◆ Data items:
Segment Open
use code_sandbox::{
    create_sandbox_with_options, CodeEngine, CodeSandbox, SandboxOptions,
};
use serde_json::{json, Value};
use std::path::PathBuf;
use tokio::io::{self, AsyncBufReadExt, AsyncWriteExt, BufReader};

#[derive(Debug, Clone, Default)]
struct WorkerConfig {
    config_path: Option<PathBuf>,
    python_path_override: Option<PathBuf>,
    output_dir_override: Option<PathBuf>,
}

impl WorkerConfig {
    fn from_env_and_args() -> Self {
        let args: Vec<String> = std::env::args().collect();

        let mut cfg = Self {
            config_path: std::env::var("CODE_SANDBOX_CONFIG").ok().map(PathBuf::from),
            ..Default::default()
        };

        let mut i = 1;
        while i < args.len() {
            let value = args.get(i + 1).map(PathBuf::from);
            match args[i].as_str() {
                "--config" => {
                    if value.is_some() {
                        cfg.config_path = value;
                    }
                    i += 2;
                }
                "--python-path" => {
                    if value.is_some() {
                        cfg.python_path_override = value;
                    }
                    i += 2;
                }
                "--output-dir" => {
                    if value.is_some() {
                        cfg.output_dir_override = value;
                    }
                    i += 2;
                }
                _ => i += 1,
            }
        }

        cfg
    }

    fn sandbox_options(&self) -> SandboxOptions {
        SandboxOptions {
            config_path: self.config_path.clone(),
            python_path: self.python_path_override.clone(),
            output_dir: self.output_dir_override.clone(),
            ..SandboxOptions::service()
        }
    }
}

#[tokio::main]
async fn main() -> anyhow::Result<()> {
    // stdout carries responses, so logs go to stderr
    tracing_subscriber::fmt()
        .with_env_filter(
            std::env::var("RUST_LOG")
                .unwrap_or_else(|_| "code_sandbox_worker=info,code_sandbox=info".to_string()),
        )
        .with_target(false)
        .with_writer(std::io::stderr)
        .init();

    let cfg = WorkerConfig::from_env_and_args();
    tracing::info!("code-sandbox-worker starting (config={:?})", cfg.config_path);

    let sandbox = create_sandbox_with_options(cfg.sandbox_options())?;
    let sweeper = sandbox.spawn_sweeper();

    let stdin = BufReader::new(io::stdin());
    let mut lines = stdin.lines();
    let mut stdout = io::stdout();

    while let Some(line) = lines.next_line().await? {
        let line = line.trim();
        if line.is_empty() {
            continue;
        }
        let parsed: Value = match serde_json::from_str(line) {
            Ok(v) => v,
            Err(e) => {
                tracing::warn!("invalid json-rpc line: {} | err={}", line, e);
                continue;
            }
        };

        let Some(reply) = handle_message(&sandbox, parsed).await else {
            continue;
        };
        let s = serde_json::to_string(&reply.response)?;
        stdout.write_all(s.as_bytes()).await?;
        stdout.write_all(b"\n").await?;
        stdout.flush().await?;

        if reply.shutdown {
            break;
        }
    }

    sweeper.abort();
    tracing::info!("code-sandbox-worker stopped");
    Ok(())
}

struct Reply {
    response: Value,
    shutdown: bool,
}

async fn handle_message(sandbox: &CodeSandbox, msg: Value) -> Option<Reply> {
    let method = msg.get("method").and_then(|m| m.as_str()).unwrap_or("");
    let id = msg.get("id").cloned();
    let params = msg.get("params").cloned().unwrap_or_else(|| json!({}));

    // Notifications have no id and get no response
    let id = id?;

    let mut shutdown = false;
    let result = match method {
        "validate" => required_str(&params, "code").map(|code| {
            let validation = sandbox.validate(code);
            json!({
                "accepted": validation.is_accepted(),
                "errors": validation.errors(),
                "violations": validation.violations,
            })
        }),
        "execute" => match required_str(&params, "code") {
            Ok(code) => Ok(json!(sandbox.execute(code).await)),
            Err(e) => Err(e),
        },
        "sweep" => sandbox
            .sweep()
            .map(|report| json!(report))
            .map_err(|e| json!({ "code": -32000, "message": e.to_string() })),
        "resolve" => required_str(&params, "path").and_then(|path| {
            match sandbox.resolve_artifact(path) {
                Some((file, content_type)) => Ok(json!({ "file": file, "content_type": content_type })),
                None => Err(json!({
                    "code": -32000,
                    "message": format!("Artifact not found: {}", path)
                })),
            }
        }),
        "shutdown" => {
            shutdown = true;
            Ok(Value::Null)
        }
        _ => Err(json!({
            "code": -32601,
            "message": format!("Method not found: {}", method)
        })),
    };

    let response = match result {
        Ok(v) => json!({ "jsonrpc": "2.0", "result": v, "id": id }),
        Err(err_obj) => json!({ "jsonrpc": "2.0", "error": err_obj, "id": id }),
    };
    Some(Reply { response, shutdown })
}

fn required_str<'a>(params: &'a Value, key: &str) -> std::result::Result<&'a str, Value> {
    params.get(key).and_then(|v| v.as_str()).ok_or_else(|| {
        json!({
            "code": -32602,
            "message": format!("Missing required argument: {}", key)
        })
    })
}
Segment Closed
◆ WHAT IS EXPECTED: Return each line in the records that holds the string "stderr".

◆ FINAL ANSWER:
    // stdout carries responses, so logs go to stderr
        .with_writer(std::io::stderr)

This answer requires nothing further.